Aus Südafrika, wo Wilfried Sauerland zurzeit weilt und den Kampf verfolgte, erging der Rat, Torsten May möge seine Karriere beenden, was eingedenk der Kommentare am Ring und des Kampfverlaufs zwingend erscheint. Auf den besten Plätzen stellte man fest, May bewege sich wie ein Teletubbie; vielleicht könne er dem Kampf noch eine Wendung geben, wenn er es mal mit einem Volley am Netz versuche, spotteten die Zuschauer im VIP-Areal.

Matchmaker Jean-Marcel Nartz meinte, May hätte den Gegner fünf Mal ausknocken können, und attestierte ihm „Größe“, allerdings nicht im Ring, sondern beim Verdauen von Niederlagen. „Da ist er ein Mann“, so Nartz. Das bewies Markus Beyer im Kampf um den Intercontinental-Titel zwischen den Seilen. Manuel Lopez ging in der siebten Runde schwer getroffen zu Boden. Somit blieb Sauerland „ein zweites Waterloo“ (Nartz) erspart.

Butterweich und im Dutzend schnitten Gurovs Schläge durch Mays Deckung. „Sein Deckungsverhalten haben sie irgendwie verhunzt“, sagte Trainer Wegner zur DDR-Boxschule Mays. „Automatisierte Dinge kriegt man halt nicht mehr raus.“ Demnächst möchte Wegner mit Sauerland über die Zukunft beraten. Wegner: „Wir werden alles tun, damit Torsten aufrecht durch die Straßen gehen kann.“ Gedacht wird an einen Job als Assistenztrainer im Sauerland-Stall. May arbeitet überdies an der Gründung einer Agentur, die olympische Randsportarten wie Fechten oder Ringen vermarkten soll.

Vorbei scheint die Zeit, in der sich alle Welt in Mays Psyche schraubte, um ein Substrat seines Zauderns zu entdecken. Stets wurde der hoch aufgeschossene, schlanke Athlet mit Fragen konfrontiert, ob er nicht einer Lebenslüge aufsitze und lieber hätte Basketballer oder Schwimmer werden sollen. Boxte May, traf er nicht nur auf einen Gegner, sondern immer auch auf ein Trauma, das sich mit einem Kampf auf Mallorca, am 31. August 1996, formte. RTL war gerade dabei, den schüchternen Ossi auf dem selben Amboss zu schmieden, auf dem der Fernsehsender Henry Maske in die richtige Passform klopfen ließ. May war das unheimlich. Der Gedanke widerstrebte ihm, zum Spielball des Boxbusiness zu werden. Er weigerte sich bis zuletzt, einen markigen Kampfnamen zu tragen. „Ich bin Torsten May“, sagte er, „das reicht.“

Der Instinkt des Ostlers, ungemütliche Situationen passiv zu erdulden, griff. Im Ring führte dieser Reflex zur Katastrophe. Wie gegen den Amerikaner Adolpho Washington. May wurde schlimm verprügelt. Im Krankenhaus diagnostizierten die Ärzte eine Gehirnerschütterung und ein Blutgerinnsel im Kopf. Mays Sohn erkannte den schwer lädierten Vater nicht wieder.

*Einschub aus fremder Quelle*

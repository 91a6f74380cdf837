//! Decision event fan-out.
//!
//! Every throttle decision is delivered synchronously to all subscribed
//! listeners, in registration order. A listener is anything that can receive
//! a [`ThrottleDecision`]; there is no base class to inherit from, and plain
//! closures subscribe through the [`FnListener`] adapter.

use crate::domain::decision::ThrottleDecision;
use std::panic;
use std::sync::{Arc, Mutex};
use tracing::warn;

/// Capability of receiving throttle decisions.
pub trait DecisionListener: Send + Sync {
    /// Called once per published decision.
    fn on_decision(&self, decision: &ThrottleDecision);
}

/// Adapter turning a plain closure into a [`DecisionListener`].
///
/// ```
/// use request_throttle::{FnListener, ThrottleDecision};
/// use std::sync::Arc;
///
/// let listener = Arc::new(FnListener::new(|decision: &ThrottleDecision| {
///     println!("{}: {}", decision.category, decision.reason);
/// }));
/// # let _ = listener;
/// ```
pub struct FnListener<F>(F);

impl<F> FnListener<F>
where
    F: Fn(&ThrottleDecision) + Send + Sync,
{
    /// Wrap a closure as a listener.
    pub fn new(f: F) -> Self {
        Self(f)
    }
}

impl<F> DecisionListener for FnListener<F>
where
    F: Fn(&ThrottleDecision) + Send + Sync,
{
    fn on_decision(&self, decision: &ThrottleDecision) {
        (self.0)(decision)
    }
}

/// Fan-out of decisions to registered listeners.
///
/// Listener membership is caller-managed. Subscribing the same listener
/// handle twice has no additional effect, and unsubscribing an unknown
/// handle is a no-op. Publication iterates a snapshot of the set, so a
/// listener may subscribe or unsubscribe listeners (itself included) while
/// being notified.
#[derive(Default)]
pub struct EventNotifier {
    listeners: Mutex<Vec<Arc<dyn DecisionListener>>>,
}

impl EventNotifier {
    /// Create a notifier with no listeners.
    pub fn new() -> Self {
        Self {
            listeners: Mutex::new(Vec::new()),
        }
    }

    /// Register a listener. Idempotent: the same handle is held once.
    ///
    /// Identity is the `Arc` allocation, so two clones of one `Arc` count as
    /// the same listener while two separate `Arc`s of equal closures do not.
    pub fn subscribe(&self, listener: Arc<dyn DecisionListener>) {
        let mut listeners = self
            .listeners
            .lock()
            .expect("listener set mutex poisoned - a thread panicked while holding the lock");
        if !listeners.iter().any(|l| Arc::ptr_eq(l, &listener)) {
            listeners.push(listener);
        }
    }

    /// Remove a listener. No-op if it was never subscribed.
    pub fn unsubscribe(&self, listener: &Arc<dyn DecisionListener>) {
        let mut listeners = self
            .listeners
            .lock()
            .expect("listener set mutex poisoned - a thread panicked while holding the lock");
        listeners.retain(|l| !Arc::ptr_eq(l, listener));
    }

    /// Number of currently registered listeners.
    pub fn listener_count(&self) -> usize {
        self.listeners
            .lock()
            .expect("listener set mutex poisoned - a thread panicked while holding the lock")
            .len()
    }

    /// Deliver a decision to every listener, in registration order.
    ///
    /// A panicking listener is logged and skipped; it cannot prevent the
    /// remaining listeners from being notified or unwind into the caller of
    /// `check_request`. The set is snapshotted before iteration and the lock
    /// released, so listeners may mutate subscriptions during delivery.
    pub fn publish(&self, decision: &ThrottleDecision) {
        let snapshot: Vec<Arc<dyn DecisionListener>> = self
            .listeners
            .lock()
            .expect("listener set mutex poisoned - a thread panicked while holding the lock")
            .clone();

        for listener in snapshot {
            let result =
                panic::catch_unwind(panic::AssertUnwindSafe(|| listener.on_decision(decision)));
            if result.is_err() {
                warn!(
                    category = %decision.category,
                    reason = %decision.reason,
                    "throttle decision listener panicked; continuing with remaining listeners"
                );
            }
        }
    }
}

impl std::fmt::Debug for EventNotifier {
    fn fmt(&self, f: &mut std::fmt::Formatter<'_>) -> std::fmt::Result {
        f.debug_struct("EventNotifier")
            .field("listeners", &self.listener_count())
            .finish()
    }
}

#[cfg(test)]
mod tests {
    use super::*;
    use crate::domain::category::ServiceCategory;
    use crate::domain::decision::{DecisionContext, DecisionReason, Verdict};
    use std::sync::atomic::{AtomicUsize, Ordering};
    use std::time::Instant;

    fn decision() -> ThrottleDecision {
        ThrottleDecision {
            category: ServiceCategory::Telemetry,
            verdict: Verdict::Allowed,
            reason: DecisionReason::WithinLimits,
            observed_count: 1,
            limit: 200,
            timestamp: Instant::now(),
            operation: None,
            context: DecisionContext::new(),
        }
    }

    #[test]
    fn test_publish_reaches_all_listeners() {
        let notifier = EventNotifier::new();
        let hits = Arc::new(AtomicUsize::new(0));

        for _ in 0..3 {
            let hits = Arc::clone(&hits);
            notifier.subscribe(Arc::new(FnListener::new(move |_: &ThrottleDecision| {
                hits.fetch_add(1, Ordering::SeqCst);
            })));
        }

        notifier.publish(&decision());
        assert_eq!(hits.load(Ordering::SeqCst), 3);
    }

    #[test]
    fn test_subscribe_is_idempotent() {
        let notifier = EventNotifier::new();
        let hits = Arc::new(AtomicUsize::new(0));

        let hits_clone = Arc::clone(&hits);
        let listener: Arc<dyn DecisionListener> =
            Arc::new(FnListener::new(move |_: &ThrottleDecision| {
                hits_clone.fetch_add(1, Ordering::SeqCst);
            }));

        notifier.subscribe(Arc::clone(&listener));
        notifier.subscribe(Arc::clone(&listener));
        assert_eq!(notifier.listener_count(), 1);

        notifier.publish(&decision());
        assert_eq!(hits.load(Ordering::SeqCst), 1);
    }

    #[test]
    fn test_unsubscribe_unknown_is_noop() {
        let notifier = EventNotifier::new();
        let listener: Arc<dyn DecisionListener> =
            Arc::new(FnListener::new(|_: &ThrottleDecision| {}));

        notifier.unsubscribe(&listener);
        assert_eq!(notifier.listener_count(), 0);
    }

    #[test]
    fn test_unsubscribed_listener_not_notified() {
        let notifier = EventNotifier::new();
        let hits = Arc::new(AtomicUsize::new(0));

        let hits_clone = Arc::clone(&hits);
        let listener: Arc<dyn DecisionListener> =
            Arc::new(FnListener::new(move |_: &ThrottleDecision| {
                hits_clone.fetch_add(1, Ordering::SeqCst);
            }));

        notifier.subscribe(Arc::clone(&listener));
        notifier.unsubscribe(&listener);

        notifier.publish(&decision());
        assert_eq!(hits.load(Ordering::SeqCst), 0);
    }

    #[test]
    fn test_panicking_listener_does_not_block_others() {
        let notifier = EventNotifier::new();
        let hits = Arc::new(AtomicUsize::new(0));

        notifier.subscribe(Arc::new(FnListener::new(|_: &ThrottleDecision| {
            panic!("listener bug");
        })));

        let hits_clone = Arc::clone(&hits);
        notifier.subscribe(Arc::new(FnListener::new(move |_: &ThrottleDecision| {
            hits_clone.fetch_add(1, Ordering::SeqCst);
        })));

        // Must not unwind into the publisher
        notifier.publish(&decision());
        assert_eq!(hits.load(Ordering::SeqCst), 1);
    }

    #[test]
    fn test_listener_may_unsubscribe_itself_during_delivery() {
        struct SelfRemoving {
            notifier: Arc<EventNotifier>,
            me: Mutex<Option<Arc<dyn DecisionListener>>>,
        }

        impl DecisionListener for SelfRemoving {
            fn on_decision(&self, _decision: &ThrottleDecision) {
                if let Some(me) = self
                    .me
                    .lock()
                    .expect("test mutex poisoned")
                    .take()
                {
                    self.notifier.unsubscribe(&me);
                }
            }
        }

        let notifier = Arc::new(EventNotifier::new());
        let listener = Arc::new(SelfRemoving {
            notifier: Arc::clone(&notifier),
            me: Mutex::new(None),
        });
        let handle: Arc<dyn DecisionListener> = listener.clone();
        *listener.me.lock().expect("test mutex poisoned") = Some(Arc::clone(&handle));

        notifier.subscribe(handle);
        assert_eq!(notifier.listener_count(), 1);

        notifier.publish(&decision());
        assert_eq!(notifier.listener_count(), 0);

        // A second publish reaches nobody and does not panic
        notifier.publish(&decision());
    }
}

Nach dem Kampf gegen den Schweizer Stefan Angehrn vor vier Jahren musste er sogar zur Therapie. Mit Psychologin Inge Sonnenschein wurde an „Rollenerwartungen“ herumgedoktert. Durch blutende Cuts an das Debakel von Mallorca erinnert, gab der Sohn eines Berufssoldaten der NVA damals trotz Punktvorsprungs in Runde neun auf. Bunte („Er erkannte das schwarze Loch, in das sein Wille stürzte“) und Stern feierten danach den Mut zur Aufgabe. Der Rest der Republik machte im Warmduscher-ABC einen neuen Eintrag: Unter M wie May.

Der Auftritt in Erfurt hat May nicht jeden Respekt gekostet. Das sollte ihn aber keineswegs motivieren weiterzumachen. Es bedarf keines Debakels, um zu erkennen, dass „der liebe Kerl“ (Sven Ottke) nur zum Preisboxer taugt. Eine fünfstellige Summe entschädigt nicht gegen ein Gesundheitsrisiko, das für May zu hoch ist.